DC has so many things going for it — It’s diverse, it’s growing, and it has a strong and passionate ecosystem ready to support entrepreneurs and fresh faces.
Heck, I even survived these 4 terrible months every year in DC with 90% humidity and temperatures touching the high 90s that you Washingtonians call “summer.” Seriously, how does one survive in a 3 piece suit in that? How many weather reports being downgraded from 6 inches of snow to a “slushy dusting” can one take? The New Englander in me just can’t take it anymore!
And, although I could write a whole piece on the political climate making DC a different place than I first moved to (pre-existing condition y’all… woo hoo), I’ll save that for a later piece.
For now, it’s time to tackle this big decision. After a very long, careful, and difficult process, I have decided to leave DC and move to Boston at the end of my lease.
The Boston weather. See above. Bring on the snow!
The Boston Red Sox. See the AL East standings. If I have to hear one more person pretend to enjoy watching ball games in Nats Park, I may cry. Go to Fenway, go to Camden Yards. There’s something special about season tickets there. And don’t get me started on the Washington Football Club.
Access to design resources and design partners. As mentioned in this piece, I have a design/development partner I work with quite a bit. More will be coming on this partnership in 2018.
Closer to family as they age. I’m originally from Rhode Island and my family is aging, it only feels right to be a bit closer for the next few years at least.
An older, more established tech scene with a larger client pool. This one is only a half reason, because I love DC tech — but startups are unfortunately not my prototypical client, nor is government contracting. There are simply more clients who match GFTB’s business model and service mix in Boston than there are in DC, despite the early success in the past year here.
More educational opportunities for myself and my partner to continue our pursuit for higher education. Harvard, Brandeis, MIT, Northeastern. Throw a stone and you get an incredible educational institution. That MBA is calling my name.
What does this mean:
GFTB Digital will continue to work with our excellent clients in DC. Nothing will change here. We continue to work with some of the best in the business in DC — both on the client side and in our talent cloud of 40+ designers, developers, photographers, and freelance creatives.
GFTB Digital will now begin creating a lot of the collateral, previously outsourced, in-house through an incredibly talented design and development partner firm in Boston. More coming on this announcement towards the beginning of next year. Stay tuned.

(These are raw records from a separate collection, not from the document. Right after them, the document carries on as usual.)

// Consent URL construction and callback parsing

use std::collections::HashMap;
use url::Url;

use super::types::Credentials;
use crate::error::{Result, XeroError};

/// Parameters extracted from the authorization redirect
#[derive(Debug, Clone, PartialEq)]
pub struct CallbackParams {
    pub code: String,
    pub state: Option<String>,
}

/// Build the authorization URL that starts the consent flow
pub fn build_consent_url(
    authorization_endpoint: &str,
    creds: &Credentials,
    scopes: &[String],
) -> Result<String> {
    let mut url = Url::parse(authorization_endpoint)?;

    {
        let mut query = url.query_pairs_mut();
        query.append_pair("response_type", "code");
        query.append_pair("client_id", &creds.client_id);
        query.append_pair("redirect_uri", &creds.redirect_uri);
        query.append_pair("scope", &scopes.join(" "));
        if let Some(ref state) = creds.state {
            query.append_pair("state", state);
        }
    }

    Ok(url.to_string())
}

/// Parse the callback URL received on the redirect URI
///
/// Accepts either an absolute URL or a path with query string, which is
/// resolved against the registered redirect URI.
pub fn parse_callback(
    request_url: &str,
    redirect_uri: &str,
    expected_state: Option<&str>,
) -> Result<CallbackParams> {
    let url = match Url::parse(request_url) {
        Ok(url) => url,
        Err(url::ParseError::RelativeUrlWithoutBase) => Url::parse(redirect_uri)?.join(request_url)?,
        Err(e) => return Err(e.into()),
    };

    let params: HashMap<String, String> = url.query_pairs().into_owned().collect();

    if let Some(error) = params.get("error") {
        let description = params
            .get("error_description")
            .map(|d| format!(": {}", d))
            .unwrap_or_default();
        return Err(XeroError::Callback(format!(
            "authorization server returned {}{}",
            error, description
        )));
    }

    let state = params.get("state").cloned();
    if let Some(expected) = expected_state {
        if state.as_deref() != Some(expected) {
            return Err(XeroError::Callback(format!(
                "state mismatch (expected {}, received {})",
                expected,
                state.as_deref().unwrap_or("none")
            )));
        }
    }

    let code = params
        .get("code")
        .filter(|c| !c.is_empty())
        .cloned()
        .ok_or_else(|| XeroError::Callback("callback URL has no code parameter".to_string()))?;

    Ok(CallbackParams { code, state })
}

I will be moving to Boston by the end of 2017, but will still visit the DC area for client meetings quarterly.
November of this year, #61, will be my last DC Tech Meetup. I hope you’ll come join me for one last hurrah and one last Happy Hour. RSVP here!
I will continue to be a 1776 mentor remotely. I have been a mentor at 1776 for the past year and it has been a privilege to mentor dozens of startups on marketing, branding, and business strategy. I will happily continue to mentor young companies and always be there to pick up the phone when you have a question.
I will continue to be an advocate and champion for DC Tech. This is one of the most diverse, inclusive, hard-working tech corridors in the country. I will be sure to talk off people’s ears in Boston about that very fact.
I would love to get coffee with/have a chat with/and get to know new folks in the Boston area, especially in the tech and branding/advertising space. Know someone in Boston tech or the Boston advertising field that would love to chat? Drop me a line.
Thanks for listening, and as always — sit down, be humble.